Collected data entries
━━━━━━━━━━

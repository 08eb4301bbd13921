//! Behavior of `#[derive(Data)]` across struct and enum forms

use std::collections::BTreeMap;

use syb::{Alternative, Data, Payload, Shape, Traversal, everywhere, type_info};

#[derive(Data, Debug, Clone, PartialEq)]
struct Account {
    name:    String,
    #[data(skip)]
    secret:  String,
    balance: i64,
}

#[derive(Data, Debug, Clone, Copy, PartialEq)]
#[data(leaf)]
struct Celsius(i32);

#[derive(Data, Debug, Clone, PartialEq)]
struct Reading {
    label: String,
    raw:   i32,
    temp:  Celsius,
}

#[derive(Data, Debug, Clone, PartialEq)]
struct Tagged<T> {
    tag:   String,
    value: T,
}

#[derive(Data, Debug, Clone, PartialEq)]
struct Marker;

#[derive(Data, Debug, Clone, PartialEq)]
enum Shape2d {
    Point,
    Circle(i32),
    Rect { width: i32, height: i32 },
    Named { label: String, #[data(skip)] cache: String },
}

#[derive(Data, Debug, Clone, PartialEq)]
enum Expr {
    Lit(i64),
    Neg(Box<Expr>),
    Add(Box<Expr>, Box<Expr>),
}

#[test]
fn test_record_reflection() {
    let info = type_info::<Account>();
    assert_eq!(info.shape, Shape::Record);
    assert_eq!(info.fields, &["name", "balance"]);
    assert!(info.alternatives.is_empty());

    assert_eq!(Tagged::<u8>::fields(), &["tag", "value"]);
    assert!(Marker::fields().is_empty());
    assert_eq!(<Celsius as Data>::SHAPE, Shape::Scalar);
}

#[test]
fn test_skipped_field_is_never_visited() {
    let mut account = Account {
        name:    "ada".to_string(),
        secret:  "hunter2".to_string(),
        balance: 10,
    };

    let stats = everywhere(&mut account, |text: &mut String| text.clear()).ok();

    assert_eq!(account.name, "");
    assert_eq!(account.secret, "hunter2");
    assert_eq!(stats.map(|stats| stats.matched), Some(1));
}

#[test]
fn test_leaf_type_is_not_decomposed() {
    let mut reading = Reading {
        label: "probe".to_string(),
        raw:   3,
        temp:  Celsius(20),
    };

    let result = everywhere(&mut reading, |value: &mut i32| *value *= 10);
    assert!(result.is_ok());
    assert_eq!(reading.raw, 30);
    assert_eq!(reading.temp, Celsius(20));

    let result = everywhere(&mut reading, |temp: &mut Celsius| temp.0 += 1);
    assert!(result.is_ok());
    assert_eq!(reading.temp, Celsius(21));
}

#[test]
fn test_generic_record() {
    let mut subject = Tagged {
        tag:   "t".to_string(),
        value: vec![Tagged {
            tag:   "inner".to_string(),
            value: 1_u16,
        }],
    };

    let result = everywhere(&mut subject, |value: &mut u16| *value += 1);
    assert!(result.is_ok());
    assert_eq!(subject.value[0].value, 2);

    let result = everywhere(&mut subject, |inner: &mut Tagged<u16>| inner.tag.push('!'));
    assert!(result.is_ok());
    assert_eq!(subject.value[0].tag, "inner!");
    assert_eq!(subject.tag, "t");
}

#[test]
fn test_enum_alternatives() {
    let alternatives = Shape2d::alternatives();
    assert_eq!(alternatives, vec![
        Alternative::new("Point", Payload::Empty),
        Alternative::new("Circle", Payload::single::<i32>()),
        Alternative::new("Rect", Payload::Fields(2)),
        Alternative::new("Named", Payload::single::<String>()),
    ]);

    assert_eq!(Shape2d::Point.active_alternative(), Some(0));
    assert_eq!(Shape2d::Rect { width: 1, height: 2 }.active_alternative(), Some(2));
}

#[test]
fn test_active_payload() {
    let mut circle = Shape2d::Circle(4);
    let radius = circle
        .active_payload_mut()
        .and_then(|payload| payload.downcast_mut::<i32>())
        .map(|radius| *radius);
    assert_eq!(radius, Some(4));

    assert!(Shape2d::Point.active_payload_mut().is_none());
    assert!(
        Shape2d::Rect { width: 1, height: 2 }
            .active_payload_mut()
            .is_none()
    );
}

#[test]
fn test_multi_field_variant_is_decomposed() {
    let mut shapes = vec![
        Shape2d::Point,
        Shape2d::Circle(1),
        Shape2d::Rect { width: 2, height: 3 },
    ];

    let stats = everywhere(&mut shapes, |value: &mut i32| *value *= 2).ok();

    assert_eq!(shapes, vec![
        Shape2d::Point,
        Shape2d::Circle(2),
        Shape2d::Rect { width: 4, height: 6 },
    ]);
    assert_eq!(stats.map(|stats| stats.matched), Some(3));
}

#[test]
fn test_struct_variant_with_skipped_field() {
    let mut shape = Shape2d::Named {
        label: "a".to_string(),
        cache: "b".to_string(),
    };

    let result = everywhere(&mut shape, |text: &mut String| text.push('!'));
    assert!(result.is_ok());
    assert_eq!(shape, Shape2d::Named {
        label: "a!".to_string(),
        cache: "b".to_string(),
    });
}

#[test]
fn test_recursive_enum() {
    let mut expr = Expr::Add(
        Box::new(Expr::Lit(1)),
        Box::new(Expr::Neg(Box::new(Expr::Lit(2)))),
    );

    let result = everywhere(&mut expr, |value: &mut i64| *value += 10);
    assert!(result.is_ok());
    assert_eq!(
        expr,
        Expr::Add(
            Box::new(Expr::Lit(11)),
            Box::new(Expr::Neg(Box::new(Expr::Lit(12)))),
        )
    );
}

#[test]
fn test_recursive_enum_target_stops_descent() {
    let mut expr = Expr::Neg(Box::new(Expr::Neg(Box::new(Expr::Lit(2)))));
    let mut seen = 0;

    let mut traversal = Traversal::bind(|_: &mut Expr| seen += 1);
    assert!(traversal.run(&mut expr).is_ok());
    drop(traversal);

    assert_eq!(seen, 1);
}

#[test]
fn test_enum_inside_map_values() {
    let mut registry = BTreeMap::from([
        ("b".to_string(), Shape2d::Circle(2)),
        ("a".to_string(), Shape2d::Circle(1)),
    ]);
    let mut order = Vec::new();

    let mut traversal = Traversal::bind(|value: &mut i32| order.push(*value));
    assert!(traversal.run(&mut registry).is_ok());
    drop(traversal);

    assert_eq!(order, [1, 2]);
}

━━━━━━━━━━

**TASK TO CARRY OUT:** Repeat each record verbatim.

**YOUR SOLUTION:**
repository 08eb4301bbd13921
//! Behavior of `#[derive(Data)]` across struct and enum forms

use std::collections::BTreeMap;

use syb::{Alternative, Data, Payload, Shape, Traversal, everywhere, type_info};

#[derive(Data, Debug, Clone, PartialEq)]
struct Account {
    name:    String,
    #[data(skip)]
    secret:  String,
    balance: i64,
}

#[derive(Data, Debug, Clone, Copy, PartialEq)]
#[data(leaf)]
struct Celsius(i32);

#[derive(Data, Debug, Clone, PartialEq)]
struct Reading {
    label: String,
    raw:   i32,
    temp:  Celsius,
}

#[derive(Data, Debug, Clone, PartialEq)]
struct Tagged<T> {
    tag:   String,
    value: T,
}

#[derive(Data, Debug, Clone, PartialEq)]
struct Marker;

#[derive(Data, Debug, Clone, PartialEq)]
enum Shape2d {
    Point,
    Circle(i32),
    Rect { width: i32, height: i32 },
    Named { label: String, #[data(skip)] cache: String },
}

#[derive(Data, Debug, Clone, PartialEq)]
enum Expr {
    Lit(i64),
    Neg(Box<Expr>),
    Add(Box<Expr>, Box<Expr>),
}

#[test]
fn test_record_reflection() {
    let info = type_info::<Account>();
    assert_eq!(info.shape, Shape::Record);
    assert_eq!(info.fields, &["name", "balance"]);
    assert!(info.alternatives.is_empty());

    assert_eq!(Tagged::<u8>::fields(), &["tag", "value"]);
    assert!(Marker::fields().is_empty());
    assert_eq!(<Celsius as Data>::SHAPE, Shape::Scalar);
}

#[test]
fn test_skipped_field_is_never_visited() {
    let mut account = Account {
        name:    "ada".to_string(),
        secret:  "hunter2".to_string(),
        balance: 10,
    };

    let stats = everywhere(&mut account, |text: &mut String| text.clear()).ok();

    assert_eq!(account.name, "");
    assert_eq!(account.secret, "hunter2");
    assert_eq!(stats.map(|stats| stats.matched), Some(1));
}

#[test]
fn test_leaf_type_is_not_decomposed() {
    let mut reading = Reading {
        label: "probe".to_string(),
        raw:   3,
        temp:  Celsius(20),
    };

    let result = everywhere(&mut reading, |value: &mut i32| *value *= 10);
    assert!(result.is_ok());
    assert_eq!(reading.raw, 30);
    assert_eq!(reading.temp, Celsius(20));

    let result = everywhere(&mut reading, |temp: &mut Celsius| temp.0 += 1);
    assert!(result.is_ok());
    assert_eq!(reading.temp, Celsius(21));
}

#[test]
fn test_generic_record() {
    let mut subject = Tagged {
        tag:   "t".to_string(),
        value: vec![Tagged {
            tag:   "inner".to_string(),
            value: 1_u16,
        }],
    };

    let result = everywhere(&mut subject, |value: &mut u16| *value += 1);
    assert!(result.is_ok());
    assert_eq!(subject.value[0].value, 2);

    let result = everywhere(&mut subject, |inner: &mut Tagged<u16>| inner.tag.push('!'));
    assert!(result.is_ok());
    assert_eq!(subject.value[0].tag, "inner!");
    assert_eq!(subject.tag, "t");
}

#[test]
fn test_enum_alternatives() {
    let alternatives = Shape2d::alternatives();
    assert_eq!(alternatives, vec![
        Alternative::new("Point", Payload::Empty),
        Alternative::new("Circle", Payload::single::<i32>()),
        Alternative::new("Rect", Payload::Fields(2)),
        Alternative::new("Named", Payload::single::<String>()),
    ]);

    assert_eq!(Shape2d::Point.active_alternative(), Some(0));
    assert_eq!(Shape2d::Rect { width: 1, height: 2 }.active_alternative(), Some(2));
}

#[test]
fn test_active_payload() {
    let mut circle = Shape2d::Circle(4);
    let radius = circle
        .active_payload_mut()
        .and_then(|payload| payload.downcast_mut::<i32>())
        .map(|radius| *radius);
    assert_eq!(radius, Some(4));

    assert!(Shape2d::Point.active_payload_mut().is_none());
    assert!(
        Shape2d::Rect { width: 1, height: 2 }
            .active_payload_mut()
            .is_none()
    );
}

#[test]
fn test_multi_field_variant_is_decomposed() {
    let mut shapes = vec![
        Shape2d::Point,
        Shape2d::Circle(1),
        Shape2d::Rect { width: 2, height: 3 },
    ];

    let stats = everywhere(&mut shapes, |value: &mut i32| *value *= 2).ok();

    assert_eq!(shapes, vec![
        Shape2d::Point,
        Shape2d::Circle(2),
        Shape2d::Rect { width: 4, height: 6 },
    ]);
    assert_eq!(stats.map(|stats| stats.matched), Some(3));
}

#[test]
fn test_struct_variant_with_skipped_field() {
    let mut shape = Shape2d::Named {
        label: "a".to_string(),
        cache: "b".to_string(),
    };

    let result = everywhere(&mut shape, |text: &mut String| text.push('!'));
    assert!(result.is_ok());
    assert_eq!(shape, Shape2d::Named {
        label: "a!".to_string(),
        cache: "b".to_string(),
    });
}

#[test]
fn test_recursive_enum() {
    let mut expr = Expr::Add(
        Box::new(Expr::Lit(1)),
        Box::new(Expr::Neg(Box::new(Expr::Lit(2)))),
    );

    let result = everywhere(&mut expr, |value: &mut i64| *value += 10);
    assert!(result.is_ok());
    assert_eq!(
        expr,
        Expr::Add(
            Box::new(Expr::Lit(11)),
            Box::new(Expr::Neg(Box::new(Expr::Lit(12)))),
        )
    );
}

#[test]
fn test_recursive_enum_target_stops_descent() {
    let mut expr = Expr::Neg(Box::new(Expr::Neg(Box::new(Expr::Lit(2)))));
    let mut seen = 0;

    let mut traversal = Traversal::bind(|_: &mut Expr| seen += 1);
    assert!(traversal.run(&mut expr).is_ok());
    drop(traversal);

    assert_eq!(seen, 1);
}

#[test]
fn test_enum_inside_map_values() {
    let mut registry = BTreeMap::from([
        ("b".to_string(), Shape2d::Circle(2)),
        ("a".to_string(), Shape2d::Circle(1)),
    ]);
    let mut order = Vec::new();

    let mut traversal = Traversal::bind(|value: &mut i32| order.push(*value));
    assert!(traversal.run(&mut registry).is_ok());
    drop(traversal);

    assert_eq!(order, [1, 2]);
}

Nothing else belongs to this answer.